> [About this exercise]:
Look through the listing below and report every line that contains "enum".

> [Dataset excerpts]:
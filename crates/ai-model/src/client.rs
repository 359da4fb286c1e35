// Copyright (c) 2024-2026 Martin Schröder <info@swedishembedded.com>
//
// SPDX-License-Identifier: MIT
use anyhow::{bail, Context};
use async_trait::async_trait;
use futures::StreamExt;
use serde_json::Value;
use tracing::debug;

use crate::request::ResponsesRequest;
use crate::stream::{drain_complete_sse_lines, EventStream};

pub const DEFAULT_BASE_URL: &str = "https://api.openai.com/v1";

/// The narrow surface the agent loop needs from the provider.
#[async_trait]
pub trait ResponsesApi: Send + Sync {
    /// Open a streaming request.  The returned stream is cancelled by
    /// dropping it.
    async fn stream(&self, req: &ResponsesRequest) -> anyhow::Result<EventStream>;

    /// Single-shot request returning the coalesced output text (edit mode).
    async fn create(&self, req: &ResponsesRequest) -> anyhow::Result<String>;
}

/// HTTP client for the Responses endpoint.
pub struct ResponsesClient {
    api_key: String,
    base_url: String,
    http: reqwest::Client,
}

impl ResponsesClient {
    pub fn new(api_key: impl Into<String>) -> Self {
        Self::with_base_url(api_key, DEFAULT_BASE_URL)
    }

    pub fn with_base_url(api_key: impl Into<String>, base_url: impl Into<String>) -> Self {
        let base = base_url.into();
        Self {
            api_key: api_key.into(),
            base_url: base.trim_end_matches('/').to_string(),
            http: reqwest::Client::new(),
        }
    }

    fn endpoint(&self) -> String {
        format!("{}/responses", self.base_url)
    }

    async fn post(&self, req: &ResponsesRequest, stream: bool) -> anyhow::Result<reqwest::Response> {
        let mut body = serde_json::to_value(req).context("serializing request")?;
        body["stream"] = Value::Bool(stream);

        debug!(
            model = %req.model,
            items = req.input.len(),
            tools = req.tools.len(),
            stream,
            "sending responses request"
        );

        let resp = self
            .http
            .post(self.endpoint())
            .bearer_auth(&self.api_key)
            .json(&body)
            .send()
            .await
            .context("responses request failed")?;

        if !resp.status().is_success() {
            let status = resp.status();
            let text = resp.text().await.unwrap_or_default();
            bail!("provider error {status}: {text}");
        }
        Ok(resp)
    }
}

#[async_trait]
impl ResponsesApi for ResponsesClient {
    async fn stream(&self, req: &ResponsesRequest) -> anyhow::Result<EventStream> {
        let resp = self.post(req, true).await?;
        let byte_stream = resp.bytes_stream();
        // SSE events can split across TCP packets; keep a line buffer across
        // chunks and emit events only for complete lines.
        let event_stream = byte_stream
            .scan(String::new(), |buf, chunk| {
                let events = match chunk {
                    Ok(bytes) => {
                        buf.push_str(&String::from_utf8_lossy(&bytes));
                        drain_complete_sse_lines(buf)
                    }
                    Err(e) => vec![Err(anyhow::anyhow!(e))],
                };
                std::future::ready(Some(events))
            })
            .flat_map(futures::stream::iter);
        Ok(Box::pin(event_stream))
    }

    async fn create(&self, req: &ResponsesRequest) -> anyhow::Result<String> {
        let resp = self.post(req, false).await?;
        let body: Value = resp.json().await.context("decoding response body")?;
        Ok(coalesce_output_text(&body))
    }
}

/// Pull every text fragment out of a non-streaming response body.
///
/// Prefers the flat `output_text` convenience field; otherwise walks
/// `output`/`choices`/`content` arrays collecting `text` values, which
/// tolerates both Responses and chat-completion shaped payloads.
pub fn coalesce_output_text(body: &Value) -> String {
    if let Some(text) = body.get("output_text").and_then(|t| t.as_str()) {
        if !text.trim().is_empty() {
            return text.to_string();
        }
    }

    fn walk(v: &Value, out: &mut String) {
        match v {
            Value::String(s) => out.push_str(s),
            Value::Array(items) => {
                for item in items {
                    walk(item, out);
                }
            }
            Value::Object(map) => {
                for key in ["output", "choices", "content"] {
                    if let Some(nested) = map.get(key) {
                        walk(nested, out);
                    }
                }
                if let Some(Value::String(text)) = map.get("text") {
                    out.push_str(text);
                }
            }
            _ => {}
        }
    }

    let mut out = String::new();
    walk(body, &mut out);
    out.trim().to_string()
}

// ─── Unit tests ──────────────────────────────────────────────────────────────
// Copyright (c) 2024-2026 Martin Schröder <info@swedishembedded.com>
//
// SPDX-License-Identifier: Apache-2.0
mod loader;
mod paths;
mod schema;

pub use loader::{load_config, save_config, DEFAULT_DOG_WHISTLE, DEFAULT_MODEL};
pub use paths::{config_path, APP_NAME, CONFIG_BASENAME};
pub use schema::{Config, ContextSettings};
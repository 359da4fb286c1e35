// Copyright (c) 2024-2026 Martin Schröder <info@swedishembedded.com>
//
// SPDX-License-Identifier: MIT
use serde::{Deserialize, Serialize};
use serde_json::Value;

// ─── Transcript items ─────────────────────────────────────────────────────────

#[derive(Debug, Clone, Copy, PartialEq, Eq, Serialize, Deserialize)]
#[serde(rename_all = "lowercase")]
pub enum Role {
    User,
    Assistant,
}

/// One block inside a message item's `content` array.
#[derive(Debug, Clone, PartialEq, Serialize, Deserialize)]
#[serde(tag = "type", rename_all = "snake_case")]
pub enum ContentBlock {
    InputText { text: String },
    OutputText { text: String },
}

#[derive(Debug, Clone, PartialEq, Serialize, Deserialize)]
pub struct MessageItem {
    pub role: Role,
    pub content: Vec<ContentBlock>,
}

/// Serde tag pinning `"type": "function_call"`.
#[derive(Debug, Clone, Copy, PartialEq, Serialize, Deserialize)]
pub enum FunctionCallTag {
    #[serde(rename = "function_call")]
    FunctionCall,
}

#[derive(Debug, Clone, PartialEq, Serialize, Deserialize)]
pub struct FunctionCallItem {
    #[serde(rename = "type")]
    pub tag: FunctionCallTag,
    pub call_id: String,
    pub name: String,
    /// JSON-encoded argument object, forwarded verbatim.
    pub arguments: String,
    /// Provider item id, echoed back when present.
    #[serde(skip_serializing_if = "Option::is_none")]
    pub id: Option<String>,
}

#[derive(Debug, Clone, Copy, PartialEq, Serialize, Deserialize)]
pub enum FunctionCallOutputTag {
    #[serde(rename = "function_call_output")]
    FunctionCallOutput,
}

#[derive(Debug, Clone, PartialEq, Serialize, Deserialize)]
pub struct FunctionCallOutputItem {
    #[serde(rename = "type")]
    pub tag: FunctionCallOutputTag,
    pub call_id: String,
    pub output: String,
}

#[derive(Debug, Clone, Copy, PartialEq, Serialize, Deserialize)]
pub enum ReasoningTag {
    #[serde(rename = "reasoning")]
    Reasoning,
}

/// An opaque reasoning block.  Only `{type, id, summary, content}` are
/// preserved; everything else the provider sent is dropped before the item
/// is echoed back.
#[derive(Debug, Clone, PartialEq, Serialize, Deserialize)]
pub struct ReasoningItem {
    #[serde(rename = "type")]
    pub tag: ReasoningTag,
    #[serde(skip_serializing_if = "Option::is_none")]
    pub id: Option<String>,
    #[serde(skip_serializing_if = "Option::is_none")]
    pub summary: Option<Value>,
    #[serde(skip_serializing_if = "Option::is_none")]
    pub content: Option<Value>,
}

/// One record in the conversation transcript.
///
/// Untagged: message items are recognized by their `role` field, the other
/// variants by their pinned `type` tags, so round-tripping through JSON is
/// unambiguous.
#[derive(Debug, Clone, PartialEq, Serialize, Deserialize)]
#[serde(untagged)]
pub enum Item {
    Message(MessageItem),
    FunctionCall(FunctionCallItem),
    FunctionCallOutput(FunctionCallOutputItem),
    Reasoning(ReasoningItem),
}

impl Item {
    pub fn user(text: impl Into<String>) -> Self {
        Item::Message(MessageItem {
            role: Role::User,
            content: vec![ContentBlock::InputText { text: text.into() }],
        })
    }

    pub fn assistant(text: impl Into<String>) -> Self {
        Item::Message(MessageItem {
            role: Role::Assistant,
            content: vec![ContentBlock::OutputText { text: text.into() }],
        })
    }

    pub fn function_call(
        call_id: impl Into<String>,
        name: impl Into<String>,
        arguments: impl Into<String>,
        raw_id: Option<String>,
    ) -> Self {
        Item::FunctionCall(FunctionCallItem {
            tag: FunctionCallTag::FunctionCall,
            call_id: call_id.into(),
            name: name.into(),
            arguments: arguments.into(),
            id: raw_id,
        })
    }

    pub fn function_call_output(call_id: impl Into<String>, output: impl Into<String>) -> Self {
        Item::FunctionCallOutput(FunctionCallOutputItem {
            tag: FunctionCallOutputTag::FunctionCallOutput,
            call_id: call_id.into(),
            output: output.into(),
        })
    }

    /// Build a reasoning item from a raw provider payload, keeping only the
    /// preserved fields.
    pub fn reasoning_from_value(value: &Value) -> Self {
        Item::Reasoning(ReasoningItem {
            tag: ReasoningTag::Reasoning,
            id: value.get("id").and_then(|v| v.as_str()).map(str::to_string),
            summary: value.get("summary").filter(|v| !v.is_null()).cloned(),
            content: value.get("content").filter(|v| !v.is_null()).cloned(),
        })
    }

    /// Text of a message item with the given role, if that is what this is.
    fn message_text(&self, role: Role) -> Option<String> {
        match self {
            Item::Message(m) if m.role == role => Some(
                m.content
                    .iter()
                    .map(|b| match b {
                        ContentBlock::InputText { text } | ContentBlock::OutputText { text } => {
                            text.as_str()
                        }
                    })
                    .collect::<Vec<_>>()
                    .join(""),
            ),
            _ => None,
        }
    }

    pub fn as_user_text(&self) -> Option<String> {
        self.message_text(Role::User)
    }

    pub fn as_assistant_text(&self) -> Option<String> {
        self.message_text(Role::Assistant)
    }

    pub fn is_user_message(&self) -> bool {
        matches!(self, Item::Message(m) if m.role == Role::User)
    }
}

// ─── Unit tests ──────────────────────────────────────────────────────────────

#[cfg(test)]
mod tests {
    use super::*;
    use serde_json::json;

    #[test]
    fn user_item_serializes_to_wire_shape() {
        let item = Item::user("hello");
        let v = serde_json::to_value(&item).unwrap();
        assert_eq!(
            v,
            json!({"role": "user", "content": [{"type": "input_text", "text": "hello"}]})
        );
    }

    #[test]
    fn assistant_item_serializes_to_wire_shape() {
        let item = Item::assistant("hi");
        let v = serde_json::to_value(&item).unwrap();
        assert_eq!(
            v,
            json!({"role": "assistant", "content": [{"type": "output_text", "text": "hi"}]})
        );
    }

    #[test]
    fn function_call_serializes_with_type_tag() {
        let item = Item::function_call("c1", "shell", "{}", Some("item_9".into()));
        let v = serde_json::to_value(&item).unwrap();
        assert_eq!(v["type"], "function_call");
        assert_eq!(v["call_id"], "c1");
        assert_eq!(v["name"], "shell");
        assert_eq!(v["arguments"], "{}");
        assert_eq!(v["id"], "item_9");
    }

    #[test]
    fn function_call_omits_missing_raw_id() {
        let item = Item::function_call("c1", "shell", "{}", None);
        let v = serde_json::to_value(&item).unwrap();
        assert!(v.get("id").is_none());
    }

    #[test]
    fn function_call_output_serializes_to_wire_shape() {
        let item = Item::function_call_output("c1", "done");
        let v = serde_json::to_value(&item).unwrap();
        assert_eq!(
            v,
            json!({"type": "function_call_output", "call_id": "c1", "output": "done"})
        );
    }

    #[test]
    fn reasoning_from_value_keeps_only_preserved_fields() {
        let raw = json!({
            "type": "reasoning",
            "id": "rs_1",
            "summary": [{"type": "summary_text", "text": "thinking"}],
            "encrypted_content": "SECRET",
            "status": "completed"
        });
        let item = Item::reasoning_from_value(&raw);
        let v = serde_json::to_value(&item).unwrap();
        assert_eq!(v["type"], "reasoning");
        assert_eq!(v["id"], "rs_1");
        assert!(v.get("summary").is_some());
        assert!(v.get("encrypted_content").is_none());
        assert!(v.get("status").is_none());
        assert!(v.get("content").is_none());
    }

    #[test]
    fn items_round_trip_through_json() {
        let items = vec![
            Item::user("u"),
            Item::reasoning_from_value(&json!({"id": "r1", "summary": []})),
            Item::function_call("c1", "read_file", r#"{"path":"x"}"#, None),
            Item::function_call_output("c1", "contents"),
            Item::assistant("a"),
        ];
        let text = serde_json::to_string(&items).unwrap();
        let back: Vec<Item> = serde_json::from_str(&text).unwrap();
        assert_eq!(back, items);
    }

    #[test]
    fn text_accessors_distinguish_roles() {
        let user = Item::user("question");
        let assistant = Item::assistant("answer");
        assert_eq!(user.as_user_text().as_deref(), Some("question"));
        assert!(user.as_assistant_text().is_none());
        assert_eq!(assistant.as_assistant_text().as_deref(), Some("answer"));
        assert!(assistant.as_user_text().is_none());
        assert!(user.is_user_message());
        assert!(!assistant.is_user_message());
    }
}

> [Task output]:
pub enum Role {
pub enum ContentBlock {
pub enum FunctionCallTag {
pub enum FunctionCallOutputTag {
pub enum ReasoningTag {
pub enum Item {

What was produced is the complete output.